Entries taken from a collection
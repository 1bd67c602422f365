//! Use case orchestration for admitguard.
//!
//! This crate is the application layer: it owns the ports to the outside world (policy source,
//! sinks, entity source), the compiled-rule cache, and the [`Validator`] that ties the pure
//! domain layer to them. Hosting code (admission webhook, audit loop) supplies the adapters.

#![forbid(unsafe_code)]

mod audit;
mod cache;
mod config;
mod context;
mod error;
mod ports;
mod validate;

pub use audit::{AuditFailure, AuditReport};
pub use cache::RuleCache;
pub use config::{CONFIG_FILE_NAME, load_config};
pub use context::Context;
pub use error::{SinkFailure, ValidateError};
pub use ports::{EntitySource, PolicySource, PolicyValidationSink};
pub use validate::{ValidationOutcome, Validator};
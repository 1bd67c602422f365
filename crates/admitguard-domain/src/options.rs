use admitguard_types::ids::VALIDATION_TYPE_ADMISSION;
use serde::{Deserialize, Serialize};
use std::time::Duration;

/// What the orchestrator does when a sink fails to accept a summary.
#[derive(Clone, Copy, Debug, Default, PartialEq, Eq, Serialize, Deserialize)]
#[serde(rename_all = "lowercase")]
pub enum SinkFailureMode {
    /// Log and return the summary; failures are still reported alongside it.
    #[default]
    Report,
    /// Fail the call once every sink has been attempted.
    Propagate,
}

impl SinkFailureMode {
    pub fn as_str(self) -> &'static str {
        match self {
            SinkFailureMode::Report => "report",
            SinkFailureMode::Propagate => "propagate",
        }
    }
}

/// Effective orchestrator settings after profile and overrides are applied.
#[derive(Clone, Debug, PartialEq, Eq)]
pub struct ValidatorOptions {
    pub validation_type: String,
    pub write_compliance: bool,
    /// Worker count for policy evaluation: `0` uses the rayon default, `1` is sequential.
    pub parallelism: usize,
    pub sink_failure: SinkFailureMode,
    pub evaluation_timeout: Option<Duration>,
    pub cache_rules: bool,
}

impl Default for ValidatorOptions {
    fn default() -> Self {
        Self {
            validation_type: VALIDATION_TYPE_ADMISSION.to_string(),
            write_compliance: false,
            parallelism: 0,
            sink_failure: SinkFailureMode::Report,
            evaluation_timeout: None,
            cache_rules: true,
        }
    }
}

impl ValidatorOptions {
    pub fn new(validation_type: impl Into<String>, write_compliance: bool) -> Self {
        Self {
            validation_type: validation_type.into(),
            write_compliance,
            ..Self::default()
        }
    }

    pub fn is_sequential(&self) -> bool {
        self.parallelism == 1
    }
}
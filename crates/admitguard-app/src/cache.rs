use admitguard_domain::fingerprint::fingerprint_for_rule;
use admitguard_domain::{CompileError, RuleEngine};
use admitguard_types::Policy;
use dashmap::DashMap;
use std::collections::HashSet;
use std::sync::Arc;

/// Read-through cache of compiled rules, keyed by policy ID.
///
/// Each entry remembers the fingerprint of the code it was compiled from; a policy whose
/// code or declared parameters changed is recompiled and replaces the entry. Compilation
/// runs without holding a shard lock, so a slow compile never blocks lookups of other
/// policies.
pub struct RuleCache<P> {
    entries: DashMap<String, CachedRule<P>>,
}

struct CachedRule<P> {
    fingerprint: String,
    program: Arc<P>,
}

impl<P> Default for RuleCache<P> {
    fn default() -> Self {
        Self {
            entries: DashMap::new(),
        }
    }
}

impl<P> RuleCache<P> {
    pub fn new() -> Self {
        Self::default()
    }

    pub fn len(&self) -> usize {
        self.entries.len()
    }

    pub fn is_empty(&self) -> bool {
        self.entries.is_empty()
    }

    pub fn contains(&self, policy_id: &str) -> bool {
        self.entries.contains_key(policy_id)
    }

    /// Compiled program for `policy`, compiling on a miss or a stale fingerprint.
    pub fn get_or_compile<E>(&self, engine: &E, policy: &Policy) -> Result<Arc<P>, CompileError>
    where
        E: RuleEngine<Program = P>,
    {
        let fingerprint = fingerprint_for_rule(policy);
        if let Some(entry) = self.entries.get(&policy.id)
            && entry.fingerprint == fingerprint
        {
            tracing::debug!(policy = %policy.id, "compiled rule cache hit");
            return Ok(Arc::clone(&entry.program));
        }

        tracing::debug!(policy = %policy.id, "compiled rule cache miss");
        let program = Arc::new(engine.compile(policy)?);
        self.entries.insert(
            policy.id.clone(),
            CachedRule {
                fingerprint,
                program: Arc::clone(&program),
            },
        );
        Ok(program)
    }

    /// Drop entries for policies that are no longer in the current set.
    pub fn prune(&self, current: &[Policy]) {
        let live: HashSet<&str> = current.iter().map(|p| p.id.as_str()).collect();
        self.entries.retain(|id, _| live.contains(id.as_str()));
    }
}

* EXERCISE BRIEF *
Copy every line in the entries above that has the string "tracing" in it.

* TASK SOLUTION *
            tracing::debug!(policy = %policy.id, "compiled rule cache hit");
        tracing::debug!(policy = %policy.id, "compiled rule cache miss");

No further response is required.